De ce long passage qui n’est que la première page de l’œuvre on devrait remarquer certains éléments d’ordre linguistique qui nous dévoilent immédiatement la démarche de Genet. En premier lieu la mise en cause du rapport de l’écriture à la réalité, à savoir, la trahison de la réalité, dans : « c’est grâce à eux qu’on dit que cette page est lisible », le choix d’un verbe impersonnel change radicalement le sens de la phrase. Le « on dit » dans ce cas définit la position de l’auteur et sa relation critique à l’écriture, à savoir, la méfiance qu’il a à l’égard de l’écriture même dans sa non-capacité ou non volonté de reproduire la réalité. Un lecteur attentif est averti, dans :

« ... la réalité est-elle cette totalité de signes noirs ? Le blanc, ici, est un artifice qui remplace la translucidité du parchemin, l’ocre griffé des tablettes de glaise et cet ocre en relief, comme la translucidité et le blanc ont peut-être une réalité plus forte que les signes qui les défigurent ».
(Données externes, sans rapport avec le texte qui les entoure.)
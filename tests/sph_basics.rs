use std::f32::consts::PI;

use glam::Vec3;
use npr_sph::cpu::sph3d::{NeighborSearch, SPHState, SimParams};

// poly6 at zero distance, the per-particle density floor
fn w_poly6_zero(h: f32) -> f32 {
    315.0 / (64.0 * PI * h.powi(9)) * h.powi(6)
}

#[test]
fn init_grid_n() {
    let mut sph = SPHState::new();
    sph.init_grid(10, 5, 2, 0.12);
    assert_eq!(sph.particles.len(), 100); // 10 * 5 * 2
    assert_eq!(sph.particles[0].pos, Vec3::new(0.0, 0.0, 0.0));
    assert_eq!(sph.particles[1].pos, Vec3::new(0.12, 0.0, 0.0)); // x fastest
    assert_eq!(sph.particles[10].pos, Vec3::new(0.0, 0.12, 0.0)); // then y
    assert_eq!(sph.particles[50].pos, Vec3::new(0.0, 0.0, 0.12)); // then z
}

#[test]
fn with_layout_zeroes_dynamics() {
    let sph = SPHState::with_layout(8, |i| Vec3::new(i as f32, 0.0, 0.0));
    assert_eq!(sph.particles.len(), 8);
    for (i, p) in sph.particles.iter().enumerate() {
        assert_eq!(p.pos.x, i as f32);
        assert_eq!(p.vel, Vec3::ZERO);
        assert_eq!(p.force, Vec3::ZERO);
        assert_eq!(p.rho, 0.0);
        assert_eq!(p.p, 0.0);
        assert_eq!(p.age, 0.0);
    }
}

#[test]
fn isolated_particle_keeps_density_floor() {
    let params = SimParams::default();
    // far enough apart that no pair is inside the smoothing radius
    let mut sph = SPHState::with_layout(3, |i| Vec3::new(i as f32, 0.0, 0.0));
    sph.density_pressure(&params);

    let floor = params.particle_mass * w_poly6_zero(params.smoothing_radius());
    assert!(floor > 0.0);
    for p in &sph.particles {
        let rel = (p.rho - floor).abs() / floor;
        assert!(rel < 1e-4, "rho {} expected floor {}", p.rho, floor);
        assert_eq!(p.p, 0.0); // far below resting density, clamped
    }
}

#[test]
fn pressure_never_negative() {
    let params = SimParams::default();
    let mut sph = SPHState::demo_block_1k();
    for _ in 0..10 {
        sph.step(&params);
        for p in &sph.particles {
            assert!(p.p >= 0.0, "negative pressure {}", p.p);
        }
    }
}

#[test]
fn pairwise_pressure_force_is_antisymmetric() {
    // resting density low enough that the pair is genuinely pressurized,
    // gravity off so the pairwise terms are the whole force
    let params = SimParams {
        rest_density: 10.0,
        gravity: Vec3::ZERO,
        ..SimParams::default()
    };
    let mut sph = SPHState::with_layout(2, |i| Vec3::new(i as f32 * 0.01, 0.0, 0.0));

    sph.density_pressure(&params);
    assert!(sph.particles[0].p > 0.0);
    sph.compute_forces(&params);

    let f0 = sph.particles[0].force;
    let f1 = sph.particles[1].force;
    let scale = f0.length().max(1e-12);
    assert!(
        (f0 + f1).length() / scale < 1e-5,
        "forces not antisymmetric: {f0:?} vs {f1:?}"
    );
}

#[test]
fn wall_crossing_clamps_and_reflects() {
    let params = SimParams::default();
    let mut sph = SPHState::with_layout(1, |_| Vec3::new(0.24, 0.0, 0.0));
    {
        let p = &mut sph.particles[0];
        p.vel = Vec3::new(5.0, 0.0, 0.0);
        p.rho = 1.0; // force is zero, density only feeds the (zero) accel
    }

    sph.integrate(&params);

    let p = &sph.particles[0];
    assert_eq!(p.pos.x, params.bounds_max.x);
    let expected_vx = -5.0 * params.damping;
    assert!((p.vel.x - expected_vx).abs() < 1e-6);
    assert_eq!(p.vel.y, 0.0);
    assert_eq!(p.age, params.dt);
}

#[test]
fn stage_order_changes_the_result() {
    let params = SimParams::default();
    // compressed block so pressure gradients are live from the start
    let mut sph = SPHState::new();
    sph.init_grid(6, 6, 6, 0.004);
    sph.step(&params); // prime: every particle has a valid rho

    let mut ordered = SPHState::new();
    ordered.particles = sph.particles.clone();
    let mut swapped = SPHState::new();
    swapped.particles = sph.particles.clone();

    // density -> force -> integrate
    ordered.step(&params);
    // force first reads last tick's stale density and pressure
    swapped.compute_forces(&params);
    swapped.density_pressure(&params);
    swapped.integrate(&params);

    let diverged = ordered
        .particles
        .iter()
        .zip(&swapped.particles)
        .any(|(a, b)| a.vel != b.vel || a.pos != b.pos);
    assert!(diverged, "out-of-order staging produced identical state");
}

#[test]
fn paused_step_is_a_no_op() {
    let params = SimParams::default();
    let mut sph = SPHState::demo_block_1k();
    sph.step(&params); // some non-trivial state first
    sph.toggle_pause();
    assert!(sph.paused);

    let snapshot = sph.particles.clone();
    for _ in 0..5 {
        sph.step(&params);
    }
    assert_eq!(sph.particles, snapshot);

    sph.toggle_pause();
    assert!(!sph.paused);
}

#[test]
fn uniform_grid_agrees_with_brute_force() {
    let params = SimParams::default();
    let mut brute = SPHState::new();
    brute.init_grid(5, 5, 5, 0.004);
    let mut grid = SPHState::new();
    grid.particles = brute.particles.clone();
    grid.neighbor_search = NeighborSearch::UniformGrid;

    brute.density_pressure(&params);
    grid.density_pressure(&params);

    for (a, b) in brute.particles.iter().zip(&grid.particles) {
        let rel = (a.rho - b.rho).abs() / a.rho.max(1e-12);
        assert!(rel < 1e-3, "rho mismatch: {} vs {}", a.rho, b.rho);
    }
}

#[test]
fn block_drop_settles_downward_inside_the_box() {
    // 1000 particles on a 10x10x10 grid spaced 0.005, default constants:
    // gravity (0, -9.81, 0), box [-0.25, -0.5, -0.25]..[0.25, 1.0, 0.25],
    // dt = 0.0025
    let params = SimParams::default();
    let mut sph = SPHState::demo_block_1k();
    let initial_y: Vec<f32> = sph.particles.iter().map(|p| p.pos.y).collect();

    for _ in 0..100 {
        sph.step(&params);
    }

    for (p, y0) in sph.particles.iter().zip(&initial_y) {
        assert!(p.pos.y < *y0, "particle failed to drift down: {} -> {}", y0, p.pos.y);
        assert!(p.pos.x >= params.bounds_min.x && p.pos.x <= params.bounds_max.x);
        assert!(p.pos.y >= params.bounds_min.y && p.pos.y <= params.bounds_max.y);
        assert!(p.pos.z >= params.bounds_min.z && p.pos.z <= params.bounds_max.z);
    }
}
Genet semble transcrire directement ses pensées. Il s’agit d’une sorte de monologue intérieur naturellement fragmentée par des pensées non forcément régies par la logique du discours littéraire. Les points de suspension en sont l’indice et définissent à la fois la pause de réflexion de l’auteur et le temps de l’élaboration de l’énoncé qui suit : « la réalité est-elle cette totalité de signes noirs ? » Par cette phrase, dont la structure interrogative renforce la portée douteuse du message, les termes de la question sont mis au clair. Genet remonte à l’origine même de l’écriture et nous introduit au cœur de la question. Le blanc qui n’est que « chaque minuscule écart de papier blanc apparaissant entre deux mots », et j’ajouterais entre les lettres composant un mot, devient l’espace vital privilégié où l’on redécouvre le réel à l’encontre de l’action de défiguration, voire d’occultation, de trahison même, avancé par l’écriture. Après cette introduction à la fois inquiétante et déstabilisante, Genet nous ouvre grand ouverte l’entrée dans le doute et se fait volontairement traître du côté purement historique de la question palestinienne, en reniant toute lecture immédiatement perceptible et superficielle de la réalité :

« La révolution palestinienne fut-elle écrite sur le néant, un artifice sur du néant, […]. Si elle demeurait en un lieu la réalité du temps passé auprès […] des Palestiniens se conserverait […] entre chaque mot prétendant rendre compte de cette réalité […] mais non dans les mots eux-mêmes […]. Ou bien je le dis autrement : l’espace mesuré entre les mots est plus rempli de réel que ne le sera le temps nécessaire pour les lire […], la réalité étant surtout ce que je ne saurais jamais précisément […]. La révolution palestinienne m’aurait donc échappé ? Tout à fait. Je crois l’avoir compris quand Leila me conseilla d’aller en Cisjordanie. Je refusai car les territoires occupés n’étaient que du drame vécu seconde par seconde par l’occupé et par l’occupant. Leur réalité était l’imbrication fertile en haine et en amour, dans les vies quotidiennes, semblables à la translucidité, silence haché par des mots et des phrases ».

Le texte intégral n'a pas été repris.